//! Mood Synthesizer
//!
//! Builds one prompt from the fetched posts, asks the model for a fixed
//! four-line reply, and parses that reply defensively. The model's free-text
//! output is untrusted; short or malformed replies degrade to placeholders
//! instead of failing.

use std::sync::Arc;

use crate::domain::entities::{MoodResult, Post, MOOD_PLACEHOLDER, TOPIC_SLOTS};
use crate::domain::errors::DomainError;
use crate::ports::services::LlmProvider;

/// Synthesizes a community mood from fetched posts.
pub struct MoodSynthesizer {
    model: Arc<dyn LlmProvider>,
}

impl MoodSynthesizer {
    pub fn new(model: Arc<dyn LlmProvider>) -> Self {
        Self { model }
    }

    /// Ask the model for the board's mood and top topics.
    pub async fn synthesize(&self, board: &str, posts: &[Post]) -> Result<MoodResult, DomainError> {
        let prompt = build_prompt(board, posts);
        let reply = self.model.generate(&prompt).await?;
        tracing::debug!("🧠 Model replied with {} bytes", reply.len());
        Ok(parse_reply(&reply))
    }
}

/// One prompt embedding every post title and its retained comments, plus the
/// fixed four-line output instruction.
fn build_prompt(board: &str, posts: &[Post]) -> String {
    let mut content = String::new();
    for post in posts {
        content.push_str(&format!("# {}\n", post.title));
        for comment in &post.comments {
            content.push_str(&format!("- {}\n", comment));
        }
        content.push('\n');
    }

    format!(
        "Your task is to evaluate the following reddit comments. Categorize them \
         into at most three topics from a city's subreddit, and come up with a \
         final \"mood\" of the city. In this case, the subreddit is r/{board}. \
         Please output four bullet points. The first one will consist of ONLY one \
         word describing the overall mood, with an appropriate emoji before the \
         word. The next three bullet points should describe the top headlines. \
         Do not include extra descriptive text like \"Mood: Happy\" or \
         \"Headlines,\" only the raw answers are required.\n\n{content}"
    )
}

/// Parse the model reply into a mood plus exactly three topics.
///
/// Lines are trimmed, leading bullet markers stripped, blanks dropped.
/// Missing lines are padded rather than indexed.
fn parse_reply(reply: &str) -> MoodResult {
    let lines: Vec<&str> = reply
        .lines()
        .map(|line| {
            line.trim()
                .trim_start_matches(['-', '•', '*'])
                .trim()
        })
        .filter(|line| !line.is_empty())
        .collect();

    let mood = lines.first().copied().unwrap_or(MOOD_PLACEHOLDER);
    let topics = lines
        .iter()
        .skip(1)
        .take(TOPIC_SLOTS)
        .map(|line| line.to_string())
        .collect();

    MoodResult::new(mood, topics)
}

#[cfg(test)]
mod tests {
    use super::*;
    use crate::domain::entities::TOPIC_PLACEHOLDER;

    #[test]
    fn test_parse_well_formed_reply() {
        let result = parse_reply("😊 happy\nTopic A\nTopic B\nTopic C");
        assert_eq!(result.mood, "😊 happy");
        assert_eq!(result.topics, vec!["Topic A", "Topic B", "Topic C"]);
    }

    #[test]
    fn test_parse_strips_bullet_markers() {
        let result = parse_reply("- 😊 happy\n• Topic A\n- Topic B\n- Topic C");
        assert_eq!(result.mood, "😊 happy");
        assert_eq!(result.topics, vec!["Topic A", "Topic B", "Topic C"]);
    }

    #[test]
    fn test_parse_short_reply_pads_topics() {
        let result = parse_reply("😟 worried\nOnly topic");
        assert_eq!(result.mood, "😟 worried");
        assert_eq!(result.topics.len(), 3);
        assert_eq!(result.topics[0], "Only topic");
        assert_eq!(result.topics[1], TOPIC_PLACEHOLDER);
        assert_eq!(result.topics[2], TOPIC_PLACEHOLDER);
    }

    #[test]
    fn test_parse_empty_reply_is_all_placeholders() {
        let result = parse_reply("\n\n  \n");
        assert_eq!(result.mood, MOOD_PLACEHOLDER);
        assert!(result.topics.iter().all(|t| t == TOPIC_PLACEHOLDER));
    }

    #[test]
    fn test_parse_ignores_blank_interior_lines() {
        let result = parse_reply("😊 happy\n\nTopic A\n\nTopic B\n\nTopic C\n\nextra");
        assert_eq!(result.topics, vec!["Topic A", "Topic B", "Topic C"]);
    }

    #[test]
    fn test_prompt_embeds_titles_and_comments() {
        let posts = vec![
            Post::new("Road closures", vec!["ugh".to_string()]),
            Post::without_comments("New park opening"),
        ];
        let prompt = build_prompt("austin", &posts);
        assert!(prompt.contains("r/austin"));
        assert!(prompt.contains("# Road closures"));
        assert!(prompt.contains("- ugh"));
        assert!(prompt.contains("# New park opening"));
    }
}
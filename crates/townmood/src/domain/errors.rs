//! Domain Errors
//!
//! Error types for domain operations.

use thiserror::Error;

/// Domain layer errors
#[derive(Debug, Clone, Error)]
pub enum DomainError {
    #[error("Validation error: {0}")]
    Validation(String),

    #[error("Search service error: {0}")]
    Search(String),

    #[error("Forum service error: {0}")]
    Forum(String),

    #[error("Model service error: {0}")]
    Model(String),

    #[error("Store error: {0}")]
    Store(String),

    #[error("Content retrieval failed: {0}")]
    ContentRetrieval(String),
}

***

### Work instructions:
The entire set of records should be returned exactly.

### Answer to this task:
//! Mood Synthesizer
//!
//! Builds one prompt from the fetched posts, asks the model for a fixed
//! four-line reply, and parses that reply defensively. The model's free-text
//! output is untrusted; short or malformed replies degrade to placeholders
//! instead of failing.

use std::sync::Arc;

use crate::domain::entities::{MoodResult, Post, MOOD_PLACEHOLDER, TOPIC_SLOTS};
use crate::domain::errors::DomainError;
use crate::ports::services::LlmProvider;

/// Synthesizes a community mood from fetched posts.
pub struct MoodSynthesizer {
    model: Arc<dyn LlmProvider>,
}

impl MoodSynthesizer {
    pub fn new(model: Arc<dyn LlmProvider>) -> Self {
        Self { model }
    }

    /// Ask the model for the board's mood and top topics.
    pub async fn synthesize(&self, board: &str, posts: &[Post]) -> Result<MoodResult, DomainError> {
        let prompt = build_prompt(board, posts);
        let reply = self.model.generate(&prompt).await?;
        tracing::debug!("🧠 Model replied with {} bytes", reply.len());
        Ok(parse_reply(&reply))
    }
}

/// One prompt embedding every post title and its retained comments, plus the
/// fixed four-line output instruction.
fn build_prompt(board: &str, posts: &[Post]) -> String {
    let mut content = String::new();
    for post in posts {
        content.push_str(&format!("# {}\n", post.title));
        for comment in &post.comments {
            content.push_str(&format!("- {}\n", comment));
        }
        content.push('\n');
    }

    format!(
        "Your task is to evaluate the following reddit comments. Categorize them \
         into at most three topics from a city's subreddit, and come up with a \
         final \"mood\" of the city. In this case, the subreddit is r/{board}. \
         Please output four bullet points. The first one will consist of ONLY one \
         word describing the overall mood, with an appropriate emoji before the \
         word. The next three bullet points should describe the top headlines. \
         Do not include extra descriptive text like \"Mood: Happy\" or \
         \"Headlines,\" only the raw answers are required.\n\n{content}"
    )
}

/// Parse the model reply into a mood plus exactly three topics.
///
/// Lines are trimmed, leading bullet markers stripped, blanks dropped.
/// Missing lines are padded rather than indexed.
fn parse_reply(reply: &str) -> MoodResult {
    let lines: Vec<&str> = reply
        .lines()
        .map(|line| {
            line.trim()
                .trim_start_matches(['-', '•', '*'])
                .trim()
        })
        .filter(|line| !line.is_empty())
        .collect();

    let mood = lines.first().copied().unwrap_or(MOOD_PLACEHOLDER);
    let topics = lines
        .iter()
        .skip(1)
        .take(TOPIC_SLOTS)
        .map(|line| line.to_string())
        .collect();

    MoodResult::new(mood, topics)
}

#[cfg(test)]
mod tests {
    use super::*;
    use crate::domain::entities::TOPIC_PLACEHOLDER;

    #[test]
    fn test_parse_well_formed_reply() {
        let result = parse_reply("😊 happy\nTopic A\nTopic B\nTopic C");
        assert_eq!(result.mood, "😊 happy");
        assert_eq!(result.topics, vec!["Topic A", "Topic B", "Topic C"]);
    }

    #[test]
    fn test_parse_strips_bullet_markers() {
        let result = parse_reply("- 😊 happy\n• Topic A\n- Topic B\n- Topic C");
        assert_eq!(result.mood, "😊 happy");
        assert_eq!(result.topics, vec!["Topic A", "Topic B", "Topic C"]);
    }

    #[test]
    fn test_parse_short_reply_pads_topics() {
        let result = parse_reply("😟 worried\nOnly topic");
        assert_eq!(result.mood, "😟 worried");
        assert_eq!(result.topics.len(), 3);
        assert_eq!(result.topics[0], "Only topic");
        assert_eq!(result.topics[1], TOPIC_PLACEHOLDER);
        assert_eq!(result.topics[2], TOPIC_PLACEHOLDER);
    }

    #[test]
    fn test_parse_empty_reply_is_all_placeholders() {
        let result = parse_reply("\n\n  \n");
        assert_eq!(result.mood, MOOD_PLACEHOLDER);
        assert!(result.topics.iter().all(|t| t == TOPIC_PLACEHOLDER));
    }

    #[test]
    fn test_parse_ignores_blank_interior_lines() {
        let result = parse_reply("😊 happy\n\nTopic A\n\nTopic B\n\nTopic C\n\nextra");
        assert_eq!(result.topics, vec!["Topic A", "Topic B", "Topic C"]);
    }

    #[test]
    fn test_prompt_embeds_titles_and_comments() {
        let posts = vec![
            Post::new("Road closures", vec!["ugh".to_string()]),
            Post::without_comments("New park opening"),
        ];
        let prompt = build_prompt("austin", &posts);
        assert!(prompt.contains("r/austin"));
        assert!(prompt.contains("# Road closures"));
        assert!(prompt.contains("- ugh"));
        assert!(prompt.contains("# New park opening"));
    }
}
filename crates/townmood/src/domain/errors.rs
//! Domain Errors
//!
//! Error types for domain operations.

use thiserror::Error;

/// Domain layer errors
#[derive(Debug, Clone, Error)]
pub enum DomainError {
    #[error("Validation error: {0}")]
    Validation(String),

    #[error("Search service error: {0}")]
    Search(String),

    #[error("Forum service error: {0}")]
    Forum(String),

    #[error("Model service error: {0}")]
    Model(String),

    #[error("Store error: {0}")]
    Store(String),

    #[error("Content retrieval failed: {0}")]
    ContentRetrieval(String),
}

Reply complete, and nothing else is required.